Chassez le naturel, il revient au galop.  

A commencer par le sourire facétieux et cette pointe de mesquinerie juché sur le rictus du blondinet qu'a servi de congénère de cage au révolutionnaire. Le chef de meute, le condé ratoureux de ce petit lot de marins enorgueillis à l'origine du coup de filet, la gueule boursouflé comme pas deux, le zig a assez morflé pour qu'il ne lui fasse pas tout son laïus et ne lise ses droits au révolutionnaire. Il se contente de viser au creux des cannes, d'entreprendre de broyer ce dont il a toujours été privé depuis sa plus tendre enfance, de cette frustration rampante dont il nourrit la protubérance pernicieuse.  Il a rappliqué avec un joli brin de femme, les bracelets serrés aux poignets,  l'ouaille qu'il est venu alpaguer dans ces sous-sol abominables et qu'il va faire cracher les liturgies jusqu'à l'aube.

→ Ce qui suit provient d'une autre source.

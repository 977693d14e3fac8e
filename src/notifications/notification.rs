// SPDX-License-Identifier: MPL-2.0
//! Core notification data structures.
//!
//! This module defines the `Notification` struct and the `Severity` and
//! `Expiry` enums used throughout the notification system.

use serde::Serialize;
use std::time::{Duration, Instant};

/// Auto-expiry applied when a notification does not specify a duration and
/// no configured default overrides it.
pub const DEFAULT_DURATION: Duration = Duration::from_millis(crate::config::DEFAULT_DURATION_MS);

/// Unique identifier for a notification.
#[derive(Debug, Clone, Copy, PartialEq, Eq, Hash, Serialize)]
#[serde(transparent)]
pub struct NotificationId(u64);

impl NotificationId {
    /// Creates a new unique notification ID.
    pub fn new() -> Self {
        use std::sync::atomic::{AtomicU64, Ordering};
        static COUNTER: AtomicU64 = AtomicU64::new(0);
        Self(COUNTER.fetch_add(1, Ordering::Relaxed))
    }
}

impl Default for NotificationId {
    fn default() -> Self {
        Self::new()
    }
}

/// Severity level of a notification.
///
/// Purely informational: severity drives presentation choices in consumers
/// and has no effect on expiry.
#[derive(Debug, Clone, Copy, PartialEq, Eq, Default, Serialize)]
#[serde(rename_all = "snake_case")]
pub enum Severity {
    /// Neutral message.
    #[default]
    Default,
    /// Something was removed or failed irreversibly.
    Destructive,
    /// Operation completed successfully.
    Success,
    /// Something needs attention but did not block the operation.
    Warning,
}

/// When a notification leaves the active set on its own.
#[derive(Debug, Clone, Copy, PartialEq, Eq, Default)]
pub enum Expiry {
    /// Use the store's configured default (5000 ms unless overridden).
    #[default]
    Default,
    /// Auto-dismiss after the given duration.
    After(Duration),
    /// Never auto-dismiss; the toast stays until explicitly dismissed.
    Never,
}

impl Expiry {
    /// Resolves to a concrete timer duration, `None` meaning no timer.
    pub(crate) fn resolve(self, default: Option<Duration>) -> Option<Duration> {
        match self {
            Expiry::Default => default,
            Expiry::After(d) => Some(d),
            Expiry::Never => None,
        }
    }
}

/// A transient, auto-expiring, user-dismissable message.
///
/// Notifications are immutable after creation; only their membership in the
/// active set changes over their lifetime.
#[derive(Debug, Clone)]
pub struct Notification {
    /// Unique identifier for this notification.
    id: NotificationId,
    /// Severity level (informational only).
    severity: Severity,
    /// Optional short display text.
    title: Option<String>,
    /// Optional longer display text.
    description: Option<String>,
    /// Auto-expiry behavior.
    expiry: Expiry,
    /// When this notification was created.
    created_at: Instant,
}

impl Default for Notification {
    fn default() -> Self {
        Self::new()
    }
}

impl Notification {
    /// Creates an empty notification with [`Severity::Default`].
    ///
    /// By convention at least one of title/description should be supplied,
    /// though nothing enforces it.
    #[must_use]
    pub fn new() -> Self {
        Self::with_severity(Severity::Default)
    }

    /// Creates a success notification.
    #[must_use]
    pub fn success() -> Self {
        Self::with_severity(Severity::Success)
    }

    /// Creates a warning notification.
    #[must_use]
    pub fn warning() -> Self {
        Self::with_severity(Severity::Warning)
    }

    /// Creates a destructive notification.
    #[must_use]
    pub fn destructive() -> Self {
        Self::with_severity(Severity::Destructive)
    }

    pub(crate) fn with_severity(severity: Severity) -> Self {
        Self {
            id: NotificationId::new(),
            severity,
            title: None,
            description: None,
            expiry: Expiry::Default,
            created_at: Instant::now(),
        }
    }

    /// Sets the title.
    #[must_use]
    pub fn title(mut self, title: impl Into<String>) -> Self {
        self.title = Some(title.into());
        self
    }

    /// Sets the description.
    #[must_use]
    pub fn description(mut self, description: impl Into<String>) -> Self {
        self.description = Some(description.into());
        self
    }

    /// Sets the auto-expiry duration, overriding the configured default.
    ///
    /// A zero duration means "never auto-expire", same as [`Self::sticky`].
    /// Positive values are taken as given, without clamping.
    #[must_use]
    pub fn duration(mut self, duration: Duration) -> Self {
        self.expiry = if duration.is_zero() {
            Expiry::Never
        } else {
            Expiry::After(duration)
        };
        self
    }

    /// Keeps the notification until it is explicitly dismissed.
    #[must_use]
    pub fn sticky(mut self) -> Self {
        self.expiry = Expiry::Never;
        self
    }

    /// Returns the notification's unique ID.
    #[must_use]
    pub fn id(&self) -> NotificationId {
        self.id
    }

    /// Returns the severity level.
    #[must_use]
    pub fn severity(&self) -> Severity {
        self.severity
    }

    /// Returns the title, if any.
    #[must_use]
    pub fn title_text(&self) -> Option<&str> {
        self.title.as_deref()
    }

    /// Returns the description, if any.
    #[must_use]
    pub fn description_text(&self) -> Option<&str> {
        self.description.as_deref()
    }

    /// Returns the auto-expiry behavior.
    #[must_use]
    pub fn expiry(&self) -> Expiry {
        self.expiry
    }

    /// Returns when this notification was created.
    #[must_use]
    pub fn created_at(&self) -> Instant {
        self.created_at
    }

    /// Returns the age of this notification.
    #[must_use]
    pub fn age(&self) -> Duration {
        self.created_at.elapsed()
    }
}
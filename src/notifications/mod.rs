// SPDX-License-Identifier: MPL-2.0
//! Toast notification core.
//!
//! A process-wide registry of transient user-facing messages, each with an
//! independent auto-expiry timer, shared with any number of consumers
//! through a subscription context.
//!
//! # Components
//!
//! - [`notification`] - `Notification` data model with severity and expiry
//! - [`store`] - authoritative active set and expiry schedule (crate-private)
//! - [`context`] - `Provider` scope and the shared `Notifications` handle
//!
//! # Lifecycle
//!
//! A producer calls [`Notifications::notify`]; the store assigns identity,
//! appends to the ordered active set, and schedules a one-shot expiry task.
//! Subscribers receive the updated snapshot. Either the timer fires or a
//! consumer calls [`Notifications::dismiss`]; both funnel into the same
//! idempotent removal, so the two racing for one id is harmless. Dropping
//! the [`Provider`] cancels every outstanding timer.

mod context;
mod notification;
mod store;

pub use context::{Notifications, Provider};
pub use notification::{Expiry, Notification, NotificationId, Severity, DEFAULT_DURATION};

Wade le toise, sa gueule d'arriviste s'imprime dans le nerf optique pour ne plus jamais en sortir, ses relents mentholées s'incrustent dans la mémoire trébuchante du révolutionnaire pour ne plus jamais s'en éclipser.

Il sert son speech bien fagoté, se prétend être d'un bois différent que Mogaba, se figure apporter une once de justice dans un gourbi qui mériterait d'être calciné. Tous ces mecs sont faits du même moule, de la même souche malsaine, ont ciré de leurs culs les mêmes bancs,   ils se gorgent de mots et se donnent l'illusion de contribuer et jubilent intérieurement. Celui-là a plus de niaque que les autres, donne un peu moins dans la bienveillance populaire et toutes ses déclinaisons débonnaires dans laquelle verse tous ces clampins. Celui-là  a le mérite de pas trop donner dans la veine.  La langue de bois, Wade l'a lui arraché, il parle franc et vrai, comme un nouveau-né cherchant l'approbation de son vis-à-vis, quêtant l'assentiment pour se gargariser de la justesse de sa conduite.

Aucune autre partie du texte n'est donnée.